If a jury can consider evidence, it must be permitted to act on that evidence, if it so desires. In this case, the jury was permitted by the trial court’s charge to fully consider and act upon all of the relevant evidence except the owner’s right to cancel the lease. When the trial judge placed a “floor” of $59,500 on the value the jury could consider, he in effect told the jury that it could not consider, on the low side, any factor that was contrary to or inconsistent with the factual basis of Miller’s opinion of $59,-500. That opinion was the monetary result of Miller’s mathematical calculation of present value, i.e., the “stream” of net advertising revenues due for the remaining term, of the lease at the time of taking, reduced to present value by applying an appropriate discount rate. Needless to say, a cancellation of the lease is inconsistent with an income “stream” for the remaining term. Hence, while the jury was told by the trial judge that it could consider the owner’s right to cancel, it is clear that it could not act upon that instruction because the trial judge told the jury, in effect, that it could not factor the right to cancel into its calculation of value if to do so would reduce its award below $59,-500. This was error and one that was clearly prejudicial in nature. Again, we would emphasize, if a jury can legitimately consider evidence, it must be permitted to factor that evidence into its verdict, if that is what it chooses to do.
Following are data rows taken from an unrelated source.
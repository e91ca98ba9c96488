//! HEAD lookup through libgit2

use std::path::{Path, PathBuf};

use git2::Repository;
use tracing::debug;

#[derive(Debug, thiserror::Error)]
pub enum GitError {
    #[error("no git repository at or above {path}: {source}")]
    NotARepository {
        path: PathBuf,
        #[source]
        source: git2::Error,
    },

    #[error("cannot resolve HEAD in {path}: {source}")]
    Head {
        path: PathBuf,
        #[source]
        source: git2::Error,
    },
}

/// Commit checked out at HEAD
#[derive(Debug, Clone, PartialEq, Eq, serde::Serialize)]
pub struct GitHead {
    /// Full 40-character commit id
    pub revision: String,
    pub message: String,
}

impl GitHead {
    /// Leading eight characters of the revision
    pub fn short_revision(&self) -> &str {
        short(&self.revision)
    }
}

pub(crate) fn short(revision: &str) -> &str {
    revision.get(..8).unwrap_or(revision)
}

/// Read HEAD of the repository containing `repo_path`.
///
/// The repository is discovered by walking up from `repo_path`.
pub fn head(repo_path: &Path) -> Result<GitHead, GitError> {
    let repo = Repository::discover(repo_path).map_err(|source| GitError::NotARepository {
        path: repo_path.to_path_buf(),
        source,
    })?;

    let head_error = |source| GitError::Head {
        path: repo_path.to_path_buf(),
        source,
    };
    let commit = repo
        .head()
        .and_then(|reference| reference.peel_to_commit())
        .map_err(head_error)?;

    let revision = commit.id().to_string();
    let message = String::from_utf8_lossy(commit.message_bytes()).trim_end().to_string();

    debug!(revision = %revision, repo = %repo_path.display(), "resolved HEAD");
    Ok(GitHead { revision, message })
}
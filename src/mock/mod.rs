//! Scripted doubles for the transport collaborators
//!
//! Responses are queued per route and returned in order; the last queued
//! response for a route keeps being returned once the queue drains. Every
//! request is recorded so tests can assert on what went over the wire and
//! what did not.

mod artifact;
mod transport;

pub use artifact::MockArtifactSource;
pub use transport::MockTransport;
The error in this case was in the trial court’s suggestion to the jury of specific amounts as a range. The suggestion on the low side was clearly prejudicial, because there was proof of a lower value — $4,600—in the event of cancellation. It was for the jury to decide whether and to what extent the right to cancel affected the lease’s value at the time of taking. The pattern instruction, with no mention of specific values, is the appropriate instruction on the subject at hand. See T.P.I. Civil 11.30.

We have considered the cases cited in the petition for rehearing. We find nothing in those authorities at odds with our holding in this case.
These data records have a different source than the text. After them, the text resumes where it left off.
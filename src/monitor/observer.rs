use ucb_protocol::{Build, BuildKey};

use super::Transition;

/// Receives monitor events as they happen. Every hook defaults to a no-op.
pub trait MonitorObserver {
    /// Called once with the initial snapshots, before the first poll
    fn on_watch(&mut self, _builds: &[Build]) {}

    fn on_transition(&mut self, _transition: &Transition, _build: &Build) {}

    /// Called when a build reaches a terminal status
    fn on_finished(&mut self, _build: &Build) {}

    /// Called when polling `key` was rate limited; the tick is cut short
    fn on_rate_limited(&mut self, _key: &BuildKey) {}
}

/// Observer that ignores every event
#[derive(Debug, Default, Clone, Copy)]
pub struct SilentObserver;

impl MonitorObserver for SilentObserver {}
fn run_build_matches_head(
    session: &Session,
    target_id: Option<String>,
    build: Option<u64>,
    all: bool,
    repo_path: Option<PathBuf>,
) -> CliResult {
    let scope = match (all, target_id, build) {
        (true, _, _) => MatchScope::All,
        (false, Some(target_id), Some(number)) => MatchScope::Build { target_id, number },
        (false, Some(target_id), None) => MatchScope::LatestForTarget(target_id),
        (false, None, _) => return Err(ValidationError::MissingArgument("target-id").into()),
    };

    let repo_path = repo_path.unwrap_or_else(|| PathBuf::from("."));
    let head = revision::head(&repo_path)?;

    let (_, client) = session.connect()?;
    let report = RevisionMatcher::new(client).check(&head.revision, &scope)?;

    let all_match = report.all_match();
    session.emit(&report, || {
        let mut text = output::render_match_report(&report);
        if !all_match {
            text.push_str("Build(s) do not match.\n");
        }
        text
    })?;

    Ok(if all_match { 0 } else { EXIT_REVISION_MISMATCH })
}

fn run_config_show(session: &Session) -> CliResult {
    let context = session.context()?;
    let value = context.to_redacted_value();
    session.emit(&value, || {
        let mut text = String::new();
        if let Some(map) = value.as_object() {
            for (key, v) in map.iter().filter(|(k, _)| k.as_str() != "sources") {
                text.push_str(&format!("{}: {}\n", key, v));
            }
        }
        text.push_str("sources:\n");
        for source in &context.sources {
            text.push_str(&format!(
                "  {:?} {} {}\n",
                source.origin,
                source.path.as_deref().unwrap_or("-"),
                source.digest.as_deref().unwrap_or("")
            ));
        }
        text
    })?;
    Ok(0)
}
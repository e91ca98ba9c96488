//! Completion monitor
//!
//! Polls a fixed set of builds until every one reaches a terminal status.
//! Rate limiting defers the rest of a tick; any other failure ends the watch.

mod observer;

use std::collections::HashSet;
use std::time::Duration;

use tracing::{debug, info, warn};
use ucb_protocol::{Build, BuildKey, BuildStatus};

use crate::error::{Error, Result, ValidationError};
use crate::host::{BuildFilter, CloudBuildClient};

pub use observer::{MonitorObserver, SilentObserver};

/// Default delay between polling ticks
pub const DEFAULT_POLL_INTERVAL: Duration = Duration::from_secs(5);

#[derive(Debug, Clone)]
pub struct MonitorConfig {
    pub poll_interval: Duration,
    /// Fail as soon as any build finishes unsuccessfully
    pub abort_on_fail: bool,
}

impl Default for MonitorConfig {
    fn default() -> Self {
        Self {
            poll_interval: DEFAULT_POLL_INTERVAL,
            abort_on_fail: false,
        }
    }
}

/// Which builds to watch
#[derive(Debug, Clone, PartialEq, Eq)]
pub enum WatchSelector {
    /// Every active latest build across enabled targets
    AllActive,
    Build { target_id: String, number: u64 },
    LatestForTarget(String),
}

/// A status change observed between two polls of the same build
#[derive(Debug, Clone, PartialEq, serde::Serialize)]
pub struct Transition {
    pub key: BuildKey,
    pub from: BuildStatus,
    pub to: BuildStatus,
}

#[derive(Debug, Clone, PartialEq)]
struct MonitorEntry {
    build: Build,
    finished: bool,
}

/// Outcome of a watch where every build finished
#[derive(Debug, Clone, Default, serde::Serialize)]
pub struct MonitorReport {
    /// Final snapshots, in watch order
    pub builds: Vec<Build>,
    pub transitions: Vec<Transition>,
    /// Status requests issued, including rate-limited ones
    pub status_fetches: usize,
    pub ticks: usize,
}

pub struct CompletionMonitor {
    client: CloudBuildClient,
    config: MonitorConfig,
}

impl CompletionMonitor {
    pub fn new(client: CloudBuildClient, config: MonitorConfig) -> Self {
        Self { client, config }
    }

    /// Resolve a selector to build snapshots
    pub fn select(&self, selector: &WatchSelector) -> Result<Vec<Build>> {
        let builds = match selector {
            WatchSelector::AllActive => self
                .client
                .latest_builds(false, true)?
                .into_values()
                .flatten()
                .filter(Build::is_active)
                .collect(),
            WatchSelector::Build { target_id, number } => {
                vec![self.client.build_status(target_id, *number)?]
            }
            WatchSelector::LatestForTarget(target_id) => self
                .client
                .list_builds(target_id, &BuildFilter::default().with_limit(1))?,
        };

        if builds.is_empty() {
            return Err(ValidationError::NothingToWatch.into());
        }
        Ok(builds)
    }

    /// Select, then watch
    pub fn run(&self, selector: &WatchSelector, observer: &mut dyn MonitorObserver) -> Result<MonitorReport> {
        let builds = self.select(selector)?;
        self.watch(builds, observer)
    }

    /// Watch `builds` until all are finished.
    ///
    /// Rejects the set before polling if any build is already terminal.
    /// Returns `BuildFailed` for the first build, in watch order, that did
    /// not succeed.
    pub fn watch(&self, builds: Vec<Build>, observer: &mut dyn MonitorObserver) -> Result<MonitorReport> {
        let mut entries = self.prepare(builds)?;
        let snapshots: Vec<Build> = entries.iter().map(|e| e.build.clone()).collect();
        observer.on_watch(&snapshots);

        let mut report = MonitorReport::default();

        while entries.iter().any(|e| !e.finished) {
            std::thread::sleep(self.config.poll_interval);
            report.ticks += 1;

            for entry in entries.iter_mut().filter(|e| !e.finished) {
                let key = entry.build.key();
                report.status_fetches += 1;

                let current = match self.client.build_status(&key.target_id, key.number) {
                    Ok(build) => build,
                    Err(err) if err.is_transient() => {
                        warn!(build = %key, "rate limited, deferring to next tick");
                        observer.on_rate_limited(&key);
                        break;
                    }
                    Err(err) => return Err(err),
                };

                if current.status != entry.build.status {
                    let transition = Transition {
                        key: key.clone(),
                        from: entry.build.status.clone(),
                        to: current.status.clone(),
                    };
                    info!(build = %key, from = %transition.from, to = %transition.to, "status changed");
                    observer.on_transition(&transition, &current);
                    report.transitions.push(transition);
                }

                entry.build = current;

                if entry.build.status.is_terminal() {
                    entry.finished = true;
                    observer.on_finished(&entry.build);

                    if self.config.abort_on_fail && !entry.build.status.is_success() {
                        return Err(Error::AbortedOnFailure {
                            target_id: key.target_id,
                            number: key.number,
                            status: entry.build.status.clone(),
                        });
                    }
                }
            }

            debug!(
                tick = report.ticks,
                remaining = entries.iter().filter(|e| !e.finished).count(),
                "poll tick done"
            );
        }

        if let Some(failed) = entries.iter().find(|e| !e.build.status.is_success()) {
            return Err(Error::BuildFailed {
                target_id: failed.build.target_id.clone(),
                number: failed.build.number,
                status: failed.build.status.clone(),
            });
        }

        report.builds = entries.into_iter().map(|e| e.build).collect();
        Ok(report)
    }

    fn prepare(&self, builds: Vec<Build>) -> Result<Vec<MonitorEntry>> {
        if builds.is_empty() {
            return Err(ValidationError::NothingToWatch.into());
        }

        let mut seen = HashSet::new();
        let mut entries = Vec::with_capacity(builds.len());
        for build in builds {
            if !seen.insert(build.key()) {
                continue;
            }
            if build.status.is_terminal() {
                return Err(ValidationError::AlreadyTerminal {
                    target_id: build.target_id,
                    number: build.number,
                    status: build.status,
                }
                .into());
            }
            entries.push(MonitorEntry {
                build,
                finished: false,
            });
        }
        Ok(entries)
    }
}
//! Build records as returned by the build endpoints.

use std::collections::BTreeMap;
use std::fmt;

use chrono::{DateTime, Utc};
use serde::{Deserialize, Serialize};

use crate::status::BuildStatus;

/// Identity of a build: (target id, build number).
///
/// Stable across polls of the same build.
#[derive(Debug, Clone, PartialEq, Eq, Hash, PartialOrd, Ord, Serialize, Deserialize)]
pub struct BuildKey {
    pub target_id: String,
    pub number: u64,
}

impl fmt::Display for BuildKey {
    fn fmt(&self, f: &mut fmt::Formatter<'_>) -> fmt::Result {
        write!(f, "{} #{}", self.target_id, self.number)
    }
}

/// One build attempt of a build target.
#[derive(Debug, Clone, PartialEq, Serialize, Deserialize)]
pub struct Build {
    /// Sequential build number, unique per target
    #[serde(rename = "build")]
    pub number: u64,

    /// Target records spell this `buildtargetid`; both casings occur
    #[serde(rename = "buildTargetId", alias = "buildtargetid")]
    pub target_id: String,

    #[serde(rename = "buildTargetName", default, skip_serializing_if = "Option::is_none")]
    pub target_name: Option<String>,

    #[serde(rename = "buildGUID", default, skip_serializing_if = "Option::is_none")]
    pub guid: Option<String>,

    #[serde(rename = "buildStatus")]
    pub status: BuildStatus,

    #[serde(default)]
    pub platform: String,

    #[serde(default, skip_serializing_if = "Option::is_none")]
    pub created: Option<DateTime<Utc>>,

    #[serde(default, skip_serializing_if = "Option::is_none")]
    pub finished: Option<DateTime<Utc>>,

    /// Seconds spent building
    #[serde(rename = "buildTimeInSeconds", default)]
    pub build_time_seconds: f64,

    /// Seconds from queueing to completion
    #[serde(rename = "totalTimeInSeconds", default)]
    pub total_time_seconds: f64,

    #[serde(rename = "scmBranch", default, skip_serializing_if = "Option::is_none")]
    pub scm_branch: Option<String>,

    /// Source revision the build was made from; absent for builds that never checked out
    #[serde(rename = "lastBuiltRevision", default, skip_serializing_if = "Option::is_none")]
    pub last_built_revision: Option<String>,

    #[serde(rename = "unityVersion", default, skip_serializing_if = "Option::is_none")]
    pub unity_version: Option<String>,

    #[serde(default)]
    pub links: Links,
}

impl Build {
    pub fn key(&self) -> BuildKey {
        BuildKey {
            target_id: self.target_id.clone(),
            number: self.number,
        }
    }

    pub fn is_active(&self) -> bool {
        self.status.is_active()
    }

    /// Primary download link, if the build produced one.
    pub fn download_link(&self) -> Option<&Link> {
        self.links.download_primary.as_ref()
    }
}

/// Links attached to a build.
#[derive(Debug, Clone, Default, PartialEq, Serialize, Deserialize)]
pub struct Links {
    #[serde(default, skip_serializing_if = "Vec::is_empty")]
    pub artifacts: Vec<Artifact>,

    #[serde(rename = "self", default, skip_serializing_if = "Option::is_none")]
    pub self_link: Option<Link>,

    #[serde(default, skip_serializing_if = "Option::is_none")]
    pub log: Option<Link>,

    #[serde(rename = "auditlog", default, skip_serializing_if = "Option::is_none")]
    pub audit_log: Option<Link>,

    #[serde(default, skip_serializing_if = "Option::is_none")]
    pub download_primary: Option<Link>,
}

/// A hyperlink with optional metadata.
#[derive(Debug, Clone, Default, PartialEq, Serialize, Deserialize)]
pub struct Link {
    #[serde(default)]
    pub method: String,

    pub href: String,

    #[serde(default)]
    pub meta: LinkMeta,
}

impl Link {
    /// Declared content type of the linked resource (e.g. "ZIP", "APK").
    pub fn content_type(&self) -> Option<&str> {
        self.meta.content_type.as_deref()
    }
}

/// Link metadata. Only `type` is interpreted; other keys are carried through.
#[derive(Debug, Clone, Default, PartialEq, Serialize, Deserialize)]
pub struct LinkMeta {
    #[serde(rename = "type", default, skip_serializing_if = "Option::is_none")]
    pub content_type: Option<String>,

    #[serde(flatten)]
    pub extra: BTreeMap<String, serde_json::Value>,
}

#[derive(Debug, Clone, Default, PartialEq, Serialize, Deserialize)]
pub struct Artifact {
    #[serde(default)]
    pub key: String,
    #[serde(default)]
    pub name: String,
    #[serde(default, skip_serializing_if = "Vec::is_empty")]
    pub files: Vec<ArtifactFile>,
}

#[derive(Debug, Clone, Default, PartialEq, Serialize, Deserialize)]
pub struct ArtifactFile {
    pub filename: String,
    pub href: String,
    #[serde(default)]
    pub size: u64,
}

/// Result entry of a start-build request.
///
/// The service reports per-target failures inline instead of failing the
/// whole request.
#[derive(Debug, Clone, PartialEq, Serialize, Deserialize)]
pub struct BuildAttempt {
    #[serde(flatten)]
    pub build: Build,

    #[serde(default, skip_serializing_if = "Option::is_none")]
    pub error: Option<String>,
}

impl BuildAttempt {
    pub fn is_error(&self) -> bool {
        self.error.as_deref().map(|e| !e.is_empty()).unwrap_or(false)
    }
}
The petition for rehearing is DENIED at the appellee’s costs.

IT IS SO ORDERED.

FRANKS, J., and INMAN, Senior Judge, concur. 
      
      . The owner of the underlying fee settled separately with the City and is not a party to this case.
     
      
      . The City appears to raise a third issue in its brief, suggesting that the trial court erred in preventing it from arguing to the jury that the presence of the cancellation provision diminished the value of the leasehold. However, this issue is not specifically discussed in the argument section of the City's brief, and given our disposition of this case, we deem it unnecessary to address it in detail in this opinion. Suffice it to say that the presence of the cancellation provision was a relevant matter for the jury’s consideration.
     
      
      . Mr. Rikard originally testified that the value was $84,200.00. He later modified that to $80,-918.13, after counsel for the City suggested that the monthly income figure he had used was slightly higher than the figure reflected by Outdoor West’s records.
     
      
      . Nashville Housing Auth. v. Cohen, 541 S.W.2d 947 (Tenn. 1976); State of Tennessee v. Parkes, 557 S.W.2d 504 (Tenn.App. 1977).